September19 2003 GOLD BEACH, Ore. — Jack R. Dymond, an oceanographer who helped discover exotic life forms subsisting in the cold, sunless depths at the bottom of the sea, drowned while fishing. He was 64. The retired Oregon State University professor slipped on Sept. 19 in the Rogue River and was pulled under, said Robert Collier, an oceanographer at the university. In 1977, Dr. Dymond was a lead investigator on a research cruise at the Galapagos Rift west of Ecuador when he and other scientists spotted hydrothermal vents spewing warm, mineral-rich fluids from the sea floor. To the scientists’ amazement, they also found a community of tubeworms, clams, and other organisms living off the vents in the harsh, dark environment. It was the first and essentially only ecosystem discovered on Earth that did not rely on the sun for energy, spawning a new field of research, Collier said. Dr. Dymond traveled the world in his research, visiting Russia’s Lake Baikal, the Arabian Sea, and the equatorial Pacific. He also wrote nearly 100 scientific papers. He was the first to explore the bottom of Oregon’s Crater Lake, descending in a one-person submersible in 1988 and 1989. In a 1988 article for The Oregonian newspaper about the experience, Dr. Dymond wrote: “Amidst the topographic grandeur and shockingly blue waters, I began to sense why this site has had such spiritual significance to Native Americans. I felt attuned to the significance of life and the uniqueness of our planet.”
October 2003 Summary of the summer: 50,000 Oregon Crater Lake licenses have been sold. The most successful custom license plate in the state’s history.
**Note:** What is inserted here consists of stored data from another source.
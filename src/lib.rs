//! LTDC Display Controller Driver
//!
//! A driver for the two-layer LCD-TFT display controller found on STM32F4,
//! STM32F7 and STM32H7 parts, for panels up to 800x600 pixels.
//!
//! ## Features
//!
//! - `no_std` compatible, no allocation
//! - Panel timing validated and converted to the controller's accumulated form
//! - Two blended layers with window, frame buffer, palette and color keying
//! - Tear-free shadow-register reloads at vertical blanking
//! - Interrupt dispatch to plain function callbacks
//! - Shareable from a `static` (`&self` API over `critical-section`)
//! - `embedded-graphics` color interop (with `graphics` feature)
//!
//! ## Usage
//!
//! ```rust
//! use ltdc::{
//!     Builder, Color, Frame, LayerConfig, LayerFlags, Ltdc, NoBusLock, PixelFormat,
//!     PollingScheduler, ReloadTiming, TimingConfig, Window,
//! };
//! # use core::cell::Cell;
//! # struct Regs([Cell<u32>; 0x60]);
//! # impl ltdc::RegisterInterface for Regs {
//! #     fn read(&self, offset: u32) -> u32 {
//! #         if offset == ltdc::registers::SRCR { 0 } else { self.0[offset as usize / 4].get() }
//! #     }
//! #     fn write(&self, offset: u32, value: u32) { self.0[offset as usize / 4].set(value) }
//! # }
//! # struct NoDelay;
//! # impl embedded_hal::delay::DelayNs for NoDelay { fn delay_ns(&mut self, _ns: u32) {} }
//! # fn main() -> Result<(), ltdc::Error> {
//! # let regs = Regs([const { Cell::new(0) }; 0x60]);
//! # let delay = NoDelay;
//!
//! static FRONT: [u8; 480 * 272 * 2] = [0; 480 * 272 * 2];
//! static BACK: [u8; 480 * 272 * 2] = [0; 480 * 272 * 2];
//!
//! let timing = TimingConfig::new(480, 272)
//!     .with_sync(41, 10)
//!     .with_back_porch(13, 2)
//!     .with_front_porch(32, 2);
//! let background = LayerConfig {
//!     frame: Frame::from_buffer(&FRONT, 480, 272, PixelFormat::Rgb565)?,
//!     window: Window::full(480, 272),
//!     flags: LayerFlags::ENABLE,
//!     ..LayerConfig::DISABLED
//! };
//! let config = match Builder::new()
//!     .timing(timing)
//!     .clear_color(Color::BLACK)
//!     .background(background)
//!     .build()
//! {
//!     Ok(config) => config,
//!     Err(_) => return Ok(()),
//! };
//!
//! let ltdc = Ltdc::new(regs, PollingScheduler::new(delay), NoBusLock);
//! ltdc.init()?;
//! ltdc.start(&config)?;
//!
//! // Flip to the other buffer at the next vertical blanking period
//! ltdc.background().set_frame_address(BACK.as_ptr() as u32);
//! ltdc.reload(ReloadTiming::VerticalBlanking)?;
//! # Ok(())
//! # }
//! ```

#![cfg_attr(not(test), no_std)]

#[cfg(any(test, feature = "alloc"))]
extern crate alloc;

/// Canonical ARGB8888 color
pub mod color;
/// Controller configuration types and builder
pub mod config;
/// Controller driver and global operations
pub mod driver;
/// Error types and hardware bounds
pub mod error;
/// Pixel format catalogue and conversions
pub mod format;
/// Register access abstraction
pub mod interface;
/// Interrupt dispatch
pub mod interrupt;
/// Layer configuration and control
pub mod layer;
/// Register map
pub mod registers;
/// Shadow-register reload protocol
pub mod reload;
/// Scheduling and bus-locking capabilities
pub mod runtime;
/// Driver lifecycle state machine
pub mod state;
/// Panel timing calculation
pub mod timing;

/// Color interop with embedded-graphics (requires `graphics` feature)
#[cfg(feature = "graphics")]
pub mod graphics;

#[cfg(test)]
mod testing;

pub use color::Color;
pub use config::{Builder, Config, GlobalFlags};
pub use driver::{BusGuard, Ltdc, ScanPosition};
pub use error::{BuilderError, Error};
pub use format::PixelFormat;
pub use interface::{LTDC_BASE, Mmio, RegisterInterface};
pub use interrupt::{Callback, Callbacks, InterruptCause};
pub use layer::{
    BlendFactors, CurrentFactor, Frame, Layer, LayerConfig, LayerController, LayerFlags,
    ScreenGeometry, SubjacentFactor, Window,
};
pub use reload::ReloadTiming;
pub use runtime::{BusMutex, NoBusLock, PollingScheduler, Scheduler};
pub use state::{DriverState, Transition};
pub use timing::{ActiveWindow, TimingConfig, TimingWindows};
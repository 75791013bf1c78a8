//! Interrupt dispatch
//!
//! The controller has two interrupt lines: the *event* line (line match,
//! register reload) and the *error* line (FIFO underrun, transfer error).
//! The application's vector handlers call [`Ltdc::on_event_interrupt`] and
//! [`Ltdc::on_error_interrupt`]; the driver does not register vectors itself.
//!
//! Each cause is serviced only when both its status and enable bits are set,
//! and exactly that cause's flag is cleared.
//!
//! ## Example
//!
//! ```rust,ignore
//! #[interrupt]
//! fn LTDC() {
//!     let _ = LTDC_DRIVER.on_event_interrupt();
//! }
//!
//! #[interrupt]
//! fn LTDC_ER() {
//!     let _ = LTDC_DRIVER.on_error_interrupt();
//! }
//! ```

use crate::driver::Ltdc;
use crate::error::Error;
use crate::interface::RegisterInterface;
use crate::registers::{
    ICR, IER, INT_FIFO_UNDERRUN, INT_LINE, INT_RELOAD, INT_TRANSFER_ERROR, ISR,
};
use crate::runtime::{BusMutex, Scheduler};
use crate::state::Transition;

/// Interrupt callback, run in interrupt context
pub type Callback = fn();

/// Reason the controller raised an interrupt
#[derive(Clone, Copy, PartialEq, Eq, Debug)]
pub enum InterruptCause {
    /// Scan reached the programmed line
    Line,
    /// Shadow registers were reloaded
    ReloadComplete,
    /// Pixel FIFO ran empty during scan-out
    FifoUnderrun,
    /// Bus error while fetching pixels
    TransferError,
}

impl InterruptCause {
    /// Status / enable / clear bit of this cause
    pub const fn flag(self) -> u32 {
        match self {
            Self::Line => INT_LINE,
            Self::ReloadComplete => INT_RELOAD,
            Self::FifoUnderrun => INT_FIFO_UNDERRUN,
            Self::TransferError => INT_TRANSFER_ERROR,
        }
    }
}

/// Interrupt callbacks
///
/// Line, FIFO-underrun and transfer-error interrupts are only enabled when
/// their callback is present. The reload interrupt is always enabled; its
/// callback is optional.
#[derive(Clone, Copy, Default, Debug)]
pub struct Callbacks {
    /// Scan reached the line interrupt position
    pub line: Option<Callback>,
    /// Reload completed, before any waiting thread is resumed
    pub reload: Option<Callback>,
    /// FIFO underrun
    pub fifo_underrun: Option<Callback>,
    /// Transfer error
    pub transfer_error: Option<Callback>,
}

impl Callbacks {
    /// No callbacks
    pub const NONE: Self = Self {
        line: None,
        reload: None,
        fifo_underrun: None,
        transfer_error: None,
    };

    /// Callback registered for `cause`
    pub const fn get(&self, cause: InterruptCause) -> Option<Callback> {
        match cause {
            InterruptCause::Line => self.line,
            InterruptCause::ReloadComplete => self.reload,
            InterruptCause::FifoUnderrun => self.fifo_underrun,
            InterruptCause::TransferError => self.transfer_error,
        }
    }

    /// Interrupt enable bits implied by these callbacks
    pub const fn enable_mask(&self) -> u32 {
        let mut mask = INT_RELOAD;
        if self.line.is_some() {
            mask |= INT_LINE;
        }
        if self.fifo_underrun.is_some() {
            mask |= INT_FIFO_UNDERRUN;
        }
        if self.transfer_error.is_some() {
            mask |= INT_TRANSFER_ERROR;
        }
        mask
    }
}

impl<R, S, M> Ltdc<R, S, M>
where
    R: RegisterInterface,
    S: Scheduler,
    M: BusMutex,
{
    /// Service the event interrupt line (line match, reload complete)
    ///
    /// # Errors
    ///
    /// - [`Error::MissingCallback`] if a line interrupt fired without a callback
    /// - [`Error::InvalidState`] if a reload completed while stopped
    ///
    /// All pending causes are serviced and cleared even when one fails; the
    /// first error is returned.
    pub fn on_event_interrupt(&self) -> Result<(), Error> {
        let pending = self.pending_interrupts();
        let mut result = Ok(());

        if pending & INT_LINE != 0 {
            result = result.and(self.dispatch(InterruptCause::Line));
        }
        if pending & INT_RELOAD != 0 {
            self.regs.write(ICR, INT_RELOAD);
            if let Some(callback) = self.callbacks().reload {
                callback();
            }
            result = result.and(self.complete_reload());
        }
        result
    }

    /// Service the error interrupt line (FIFO underrun, transfer error)
    ///
    /// # Errors
    ///
    /// Returns [`Error::MissingCallback`] if a cause fired without a callback.
    pub fn on_error_interrupt(&self) -> Result<(), Error> {
        let pending = self.pending_interrupts();
        let mut result = Ok(());

        if pending & INT_FIFO_UNDERRUN != 0 {
            log::warn!("FIFO underrun");
            result = result.and(self.dispatch(InterruptCause::FifoUnderrun));
        }
        if pending & INT_TRANSFER_ERROR != 0 {
            log::warn!("transfer error");
            result = result.and(self.dispatch(InterruptCause::TransferError));
        }
        result
    }

    fn pending_interrupts(&self) -> u32 {
        self.regs.read(ISR) & self.regs.read(IER)
    }

    /// Clear `cause` and run its mandatory callback
    ///
    /// The flag is cleared before the callback runs, so a new occurrence
    /// raised while the callback executes stays pending for the next entry
    /// instead of being wiped.
    fn dispatch(&self, cause: InterruptCause) -> Result<(), Error> {
        self.regs.write(ICR, cause.flag());
        match self.callbacks().get(cause) {
            Some(callback) => {
                callback();
                Ok(())
            }
            None => {
                log::error!("{:?} interrupt without callback", cause);
                Err(Error::MissingCallback(cause))
            }
        }
    }

    fn complete_reload(&self) -> Result<(), Error> {
        critical_section::with(|cs| {
            let result = self.transition(cs, Transition::CompleteReload);
            if let Some(thread) = self.waiter.take(cs) {
                self.scheduler.resume(thread);
            }
            match result {
                Ok(_) => {
                    log::trace!("reload completed");
                    Ok(())
                }
                Err(err) => {
                    log::warn!("unexpected reload interrupt: {}", err);
                    Err(err)
                }
            }
        })
    }
}

#[cfg(test)]
mod tests {
    use core::sync::atomic::{AtomicUsize, Ordering};
    use std::sync::LazyLock;

    use super::*;
    use crate::config::{Builder, Config};
    use crate::runtime::NoBusLock;
    use crate::state::DriverState;
    use crate::testing::{FakeRegisters, ThreadScheduler};
    use crate::timing::TimingConfig;

    type TestLtdc<'a> = Ltdc<&'a FakeRegisters, ThreadScheduler, NoBusLock>;

    fn start<'a>(regs: &'a FakeRegisters, config: &Config<'_>) -> TestLtdc<'a> {
        let ltdc = Ltdc::new(regs, ThreadScheduler, NoBusLock);
        ltdc.init().unwrap();
        ltdc.start(config).unwrap();
        regs.set(ISR, 0);
        regs.clear_log();
        ltdc
    }

    fn timing() -> TimingConfig {
        TimingConfig::new(320, 240).with_sync(10, 2)
    }

    #[test]
    fn test_enable_mask_follows_callbacks() {
        fn noop() {}
        assert_eq!(Callbacks::NONE.enable_mask(), INT_RELOAD);
        let callbacks = Callbacks {
            line: Some(noop),
            transfer_error: Some(noop),
            ..Callbacks::NONE
        };
        assert_eq!(
            callbacks.enable_mask(),
            INT_RELOAD | INT_LINE | INT_TRANSFER_ERROR
        );
    }

    #[test]
    fn test_line_interrupt_runs_callback_and_clears_only_its_flag() {
        static HITS: AtomicUsize = AtomicUsize::new(0);
        fn on_line() {
            HITS.fetch_add(1, Ordering::SeqCst);
        }
        let regs = FakeRegisters::new();
        let config = Builder::new().timing(timing()).on_line(on_line).build().unwrap();
        let ltdc = start(&regs, &config);

        regs.raise(INT_LINE | INT_FIFO_UNDERRUN);
        ltdc.on_event_interrupt().unwrap();
        assert_eq!(HITS.load(Ordering::SeqCst), 1);
        assert_eq!(regs.writes_to(ICR), [INT_LINE]);
        assert_eq!(regs.get(ISR), INT_FIFO_UNDERRUN);
    }

    #[test]
    fn test_flag_raised_during_callback_stays_pending() {
        static REGS: LazyLock<FakeRegisters> = LazyLock::new(FakeRegisters::new);
        fn on_line() {
            REGS.raise(INT_LINE);
        }
        let config = Builder::new().timing(timing()).on_line(on_line).build().unwrap();
        let ltdc = start(&REGS, &config);

        REGS.raise(INT_LINE);
        ltdc.on_event_interrupt().unwrap();
        assert_eq!(REGS.writes_to(ICR), [INT_LINE]);
        assert_eq!(REGS.get(ISR), INT_LINE);
    }

    #[test]
    fn test_disabled_cause_ignored() {
        let regs = FakeRegisters::new();
        let config = Builder::new().timing(timing()).build().unwrap();
        let ltdc = start(&regs, &config);

        regs.raise(INT_LINE);
        ltdc.on_event_interrupt().unwrap();
        assert!(regs.writes_to(ICR).is_empty());
    }

    #[test]
    fn test_enabled_cause_without_callback_reported() {
        let regs = FakeRegisters::new();
        let config = Builder::new().timing(timing()).build().unwrap();
        let ltdc = start(&regs, &config);

        regs.set(IER, INT_RELOAD | INT_FIFO_UNDERRUN);
        regs.raise(INT_FIFO_UNDERRUN);
        assert_eq!(
            ltdc.on_error_interrupt(),
            Err(Error::MissingCallback(InterruptCause::FifoUnderrun))
        );
        assert_eq!(regs.get(ISR), 0);
    }

    #[test]
    fn test_error_interrupts_dispatched() {
        static UNDERRUNS: AtomicUsize = AtomicUsize::new(0);
        static TRANSFER_ERRORS: AtomicUsize = AtomicUsize::new(0);
        fn on_underrun() {
            UNDERRUNS.fetch_add(1, Ordering::SeqCst);
        }
        fn on_transfer_error() {
            TRANSFER_ERRORS.fetch_add(1, Ordering::SeqCst);
        }
        let regs = FakeRegisters::new();
        let config = Builder::new()
            .timing(timing())
            .on_fifo_underrun(on_underrun)
            .on_transfer_error(on_transfer_error)
            .build()
            .unwrap();
        let ltdc = start(&regs, &config);

        regs.raise(INT_FIFO_UNDERRUN | INT_TRANSFER_ERROR);
        ltdc.on_error_interrupt().unwrap();
        assert_eq!(UNDERRUNS.load(Ordering::SeqCst), 1);
        assert_eq!(TRANSFER_ERRORS.load(Ordering::SeqCst), 1);
        assert_eq!(
            regs.writes_to(ICR),
            [INT_FIFO_UNDERRUN, INT_TRANSFER_ERROR]
        );
    }

    #[test]
    fn test_reload_interrupt_completes_reload() {
        static RELOADS: AtomicUsize = AtomicUsize::new(0);
        fn on_reload() {
            RELOADS.fetch_add(1, Ordering::SeqCst);
        }
        let regs = FakeRegisters::new();
        let config = Builder::new().timing(timing()).on_reload(on_reload).build().unwrap();
        let ltdc = start(&regs, &config);
        regs.set_auto_reload(false);

        ltdc.start_reload(crate::ReloadTiming::VerticalBlanking).unwrap();
        regs.complete_reload();
        ltdc.on_event_interrupt().unwrap();
        assert_eq!(RELOADS.load(Ordering::SeqCst), 1);
        assert_eq!(ltdc.state(), DriverState::Ready);
        assert_eq!(regs.writes_to(ICR), [INT_RELOAD]);
    }

    #[test]
    fn test_reload_interrupt_while_stopped_reported() {
        let regs = FakeRegisters::new();
        let ltdc: TestLtdc<'_> = Ltdc::new(&regs, ThreadScheduler, NoBusLock);
        ltdc.init().unwrap();
        regs.set(IER, INT_RELOAD);
        regs.raise(INT_RELOAD);
        assert!(matches!(
            ltdc.on_event_interrupt(),
            Err(Error::InvalidState {
                state: DriverState::Stopped,
                transition: Transition::CompleteReload
            })
        ));
        assert_eq!(regs.get(ISR), 0);
    }
}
$700,000 spent on three new lake launches.
It is estimated it will take $2 million to rehab the old Superintendent’s House and the Chief Naturalist’s House into a Science and Learning Center and dorm. Will be mostly paid for by license plate sales.
Plans call for: new Garfield water line
Rehab the old 1960s sewer lagoons
Rehab West Hwy 62 – $5.5 million
New Annie Spring Restaurant. To be built by the Park’s Concessionaire – $3.7 million
Rehab Rim Drive – $20 to $30 million
Rim Village is being considered for restoration, but the money that was designated has been shifted to redo the Liberty Bell building and for restoration of Independence Hall.
October 7 2003 Crater Lake range Ken Hay assists National Forest special agents and officers in the
investigation of illegal matsutake mushroom harvesting just outside the east park boundary. Four suspects are investigated. Evidence of widespread illegal matsutake harvesting has been found within the park this fall following weather conditions, which were favorable to their growth. Prices have dropped to only $4 per pound. The same mushroom sells for hundreds of dollars a pound in Japan.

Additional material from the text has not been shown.